I have not typed a sentence about the Red Sox since they won their fourth World Series title since 2004—an idea at one time inconceivable after Aaron Effing Boone blooped a Tim Wakefield pitch for a walk-off home run in the 2003 ALCS.
Usually, by this time in the winter, I’ve been glued to the Hot Stove, following with baited-breath each small signing by the general manager. For example, last year, I sanctimoniously declared that the Sox should walk away from the JD Martinez contract.
I’m still in the process of extracting my foot from my mouth on that one.
But here’s the thing. This year, since watching not only the most dominant Red Sox team of my lifetime but one the best baseball teams I’ve ever seen, I’ve found myself smitten, like a man rubbing his belly after a robust meal.

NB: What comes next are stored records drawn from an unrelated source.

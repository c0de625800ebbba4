//! Variable resolution against the recent-value cache and known topics
//!
//! Two forms are understood:
//!
//! - Read markers, `Read('topic')` or `ReadFromMemory(topic)`, optionally
//!   indexed with `['key']` to pick a field out of a JSON payload.
//! - Bare topic names in plain arithmetic, `heatmap/index + 1`, used only
//!   when the text carries no markers and is not a JSON object.
//!
//! Values come from the cache first and fall back to the persisted last
//! payload of a known topic. Unresolvable names leave the text untouched.

use std::sync::Arc;

use hub_registries::KnownTopicStore;
use hub_topic_cache::SharedRecentValueCache;
use tracing::{debug, instrument, warn};

use crate::jsonpath;
use crate::marker::{self, CALC_MARKER, READ_MARKERS, SCRIPT_MARKER};
use crate::text::contains_ignore_case;

/// Substitutes variables with their last known payloads
#[derive(Clone)]
pub struct VariableResolver {
    cache: SharedRecentValueCache,
    known_topics: Arc<dyn KnownTopicStore>,
}

impl VariableResolver {
    pub fn new(cache: SharedRecentValueCache, known_topics: Arc<dyn KnownTopicStore>) -> Self {
        Self {
            cache,
            known_topics,
        }
    }

    /// Rewrite `text` with every resolvable variable replaced by its value
    #[instrument(skip(self), level = "debug")]
    pub async fn resolve(&self, text: &str) -> String {
        if uses_bare_names(text) {
            self.resolve_bare_names(text).await
        } else {
            self.resolve_read_markers(text).await
        }
    }

    /// Last known payload of `name`, matched by topic or fully-qualified topic
    pub async fn lookup(&self, name: &str) -> Option<String> {
        if let Some(payload) = self.cache.lookup(name) {
            return Some(payload);
        }

        match self.known_topics.get_by_name(None, name).await {
            Ok(known) => known.and_then(|topic| topic.last_payload),
            Err(e) => {
                warn!(topic = name, error = %e, "Known topic lookup failed");
                None
            }
        }
    }

    async fn resolve_bare_names(&self, text: &str) -> String {
        let mut resolved = Vec::new();

        for token in text.split(' ').filter(|t| !t.is_empty()) {
            if !token.starts_with(|c: char| c.is_alphabetic()) {
                resolved.push(token.to_string());
                continue;
            }
            match self.lookup(token).await {
                Some(value) => resolved.push(value),
                None => {
                    debug!(token, "Unresolved variable");
                    return text.to_string();
                }
            }
        }

        resolved.join(" ")
    }

    async fn resolve_read_markers(&self, text: &str) -> String {
        let count = marker::read_markers(text).len();
        let mut text = text.to_string();
        let mut offset = 0;

        for _ in 0..count {
            let Some(read) = marker::find_read_marker(&text, offset) else {
                break;
            };

            let value = match self.lookup(&read.topic).await {
                Some(payload) => match &read.indexer {
                    Some(key) => jsonpath::index(&payload, key).map(|v| jsonpath::value_to_text(&v)),
                    None => Some(payload),
                },
                None => None,
            };

            match value {
                Some(value) => {
                    text.replace_range(read.span.clone(), &value);
                    offset = read.span.start + value.len();
                }
                None => {
                    debug!(topic = %read.topic, indexer = ?read.indexer, "Unresolved read marker");
                    offset = read.span.start + 1;
                }
            }
        }

        text
    }
}

/// Plain text without markers, where whitespace separated tokens may be topic names
fn uses_bare_names(text: &str) -> bool {
    !text.trim_start().starts_with('{')
        && !READ_MARKERS.iter().any(|m| contains_ignore_case(text, m))
        && !contains_ignore_case(text, CALC_MARKER)
        && !text.contains(SCRIPT_MARKER)
}

#[cfg(test)]
mod tests {
    use super::*;
    use hub_core::{KnownTopic, TopicEntry};
    use hub_registries::KnownTopicRegistry;
    use hub_topic_cache::RecentValueCache;

    fn resolver_with(entries: &[(&str, &str)], known: &[KnownTopic]) -> VariableResolver {
        let cache = Arc::new(RecentValueCache::new(16));
        for (topic, payload) in entries {
            cache.put(TopicEntry::new("iotzoo", "test", *topic, *payload));
        }
        let registry = KnownTopicRegistry::in_memory();
        for topic in known {
            registry.insert(topic.clone());
        }
        VariableResolver::new(cache, Arc::new(registry))
    }

    #[tokio::test]
    async fn test_bare_names() {
        let resolver = resolver_with(&[("VARIABLE1", "1"), ("heatmap/index", "4")], &[]);
        assert_eq!(resolver.resolve("VARIABLE1 + 1").await, "1 + 1");
        assert_eq!(resolver.resolve("heatmap/index + 1;").await, "4 + 1;");
    }

    #[tokio::test]
    async fn test_bare_name_missing_keeps_text() {
        let resolver = resolver_with(&[("VARIABLE1", "1")], &[]);
        assert_eq!(resolver.resolve("VARIABLE1 + UNKNOWN").await, "VARIABLE1 + UNKNOWN");
        assert_eq!(resolver.resolve("7 > 5").await, "7 > 5");
    }

    #[tokio::test]
    async fn test_read_markers() {
        let resolver = resolver_with(&[("Button1State", "1"), ("Button2State", "0")], &[]);
        assert_eq!(
            resolver
                .resolve("7 > 5 && Read('Button1State') == 1 && ReadFromMemory(Button2State) == 0")
                .await,
            "7 > 5 && 1 == 1 && 0 == 0"
        );
    }

    #[tokio::test]
    async fn test_read_marker_missing_is_left_intact() {
        let resolver = resolver_with(&[("b", "2")], &[]);
        assert_eq!(
            resolver.resolve("Read('a') + Read('b')").await,
            "Read('a') + 2"
        );
    }

    #[tokio::test]
    async fn test_full_qualified_lookup() {
        let resolver = resolver_with(&[("counter", "9")], &[]);
        assert_eq!(resolver.resolve("Read('iotzoo/test/counter')").await, "9");
    }

    #[tokio::test]
    async fn test_known_topic_fallback_with_indexer() {
        let colors = KnownTopic::new("IOTZOO", "COLORS")
            .with_last_payload(r##"[{"Red": "#F22A27"}, {"Green": "#27F25E"}]"##);
        let resolver = resolver_with(&[], &[colors]);

        assert_eq!(resolver.resolve("Read('IOTZOO/COLORS')['Green']").await, "#27F25E");
        assert_eq!(resolver.resolve("Read('COLORS')['Blue']").await, "Read('COLORS')['Blue']");
    }

    #[tokio::test]
    async fn test_cache_wins_over_known_topic() {
        let stale = KnownTopic::new("test", "temperature").with_last_payload("10");
        let resolver = resolver_with(&[("temperature", "21")], &[stale]);
        assert_eq!(resolver.resolve("Read('temperature')").await, "21");
    }

    #[tokio::test]
    async fn test_json_object_text_is_not_tokenized() {
        let resolver = resolver_with(&[("clear", "true")], &[]);
        let template = "{'text': 'hello', 'clear': false}";
        assert_eq!(resolver.resolve(template).await, template);
    }
}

This winter, I couldn’t care less. I know that the Sox signed Mookie Betts to a one-year $20 million contract and avoided arbitration, although Dr. Creepy, John Henry, will have to open the checkbook and let Mookie fill it out after next season.
I know that Head of Baseball Operations Dave Dombrowski, sensibly, will not overpay closer Craig Kimbrel, who proved himself to be a fair-weather and goofy-posed princess, his carriage turning into a pumpkin in the postseason when it mattered.
I know that the Red Sox are scheduled to visit the White House and that petulant child currently occupying that space—maybe there will be a towering stack of Big Macs awaiting the Sox upon arrival—in early February before they report for spring training.
But, otherwise, I’ve been unplugged to the team, and this is unprecedented for me. I’ve always lived for the Boston Red Sox, and now—with pitchers and catchers mere weeks away from reporting—I’m somewhat stunned by my indifference.
Maybe this is symptomatic of New England sports’ fans in general. Every year—ho-hum—The Patriots will go to the AFC Championship game. After 86 years of jack-shit and heartbreak, the Sox are the most dominant franchise of the 21st Century. And even the Celtics and the Bruins have thrown in a couple of titles.
Winning is now ennui in New England. Imagine that.
As the first real snow storm threatens to dump on New England this weekend, I’ll always seek out baseball for its promise of spring. But there’s a part of me that knows I’ll never see a team better or more dominant team the 2018 World Champion Boston Red Sox. And with that realization comes complacency… with a dash of sadness.